— Your goal —
Locate, in the data below, the line that contains "use axum::http::StatusCode;" and the line that contains "pub struct ApiError(pub PomoraError);"; reproduce exactly those two lines and every line between them, nothing more.

(Records from a dataset)
^^^^^^^^^^^^^^^^
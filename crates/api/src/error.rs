//! API error responses
//!
//! Maps the domain error taxonomy onto HTTP statuses: Auth → 401,
//! InvalidInput → 400, NotFound → 404, everything else → 500 with the
//! cause logged rather than leaked.

use axum::http::StatusCode;
use axum::response::{IntoResponse, Response};
use axum::Json;
use pomora_domain::PomoraError;
use serde::Serialize;
use tracing::error;

/// Error type returned by every handler.
#[derive(Debug)]
pub struct ApiError(pub PomoraError);

/// Wire shape of an error response.
#[derive(Debug, Serialize)]
pub struct ErrorBody {
    /// Stable taxonomy label (`auth`, `invalid_input`, ...).
    pub error: &'static str,
    pub message: String,
}

impl From<PomoraError> for ApiError {
    fn from(error: PomoraError) -> Self {
        ApiError(error)
    }
}

impl IntoResponse for ApiError {
    fn into_response(self) -> Response {
        let status = match &self.0 {
            PomoraError::Auth(_) => StatusCode::UNAUTHORIZED,
            PomoraError::InvalidInput(_) => StatusCode::BAD_REQUEST,
            PomoraError::NotFound(_) => StatusCode::NOT_FOUND,
            PomoraError::Database(_)
            | PomoraError::Config(_)
            | PomoraError::Network(_)
            | PomoraError::Internal(_) => StatusCode::INTERNAL_SERVER_ERROR,
        };

        let message = if status == StatusCode::INTERNAL_SERVER_ERROR {
            // Log the cause; the wire gets a generic retryable message.
            error!(error = %self.0, "request failed");
            "internal error, try again".to_string()
        } else {
            self.0.to_string()
        };

        (status, Json(ErrorBody { error: self.0.label(), message })).into_response()
    }
}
^^^^^^^^^^^^^^^^
— Solution for this exercise —
use axum::http::StatusCode;
use axum::response::{IntoResponse, Response};
use axum::Json;
use pomora_domain::PomoraError;
use serde::Serialize;
use tracing::error;

/// Error type returned by every handler.
#[derive(Debug)]
pub struct ApiError(pub PomoraError);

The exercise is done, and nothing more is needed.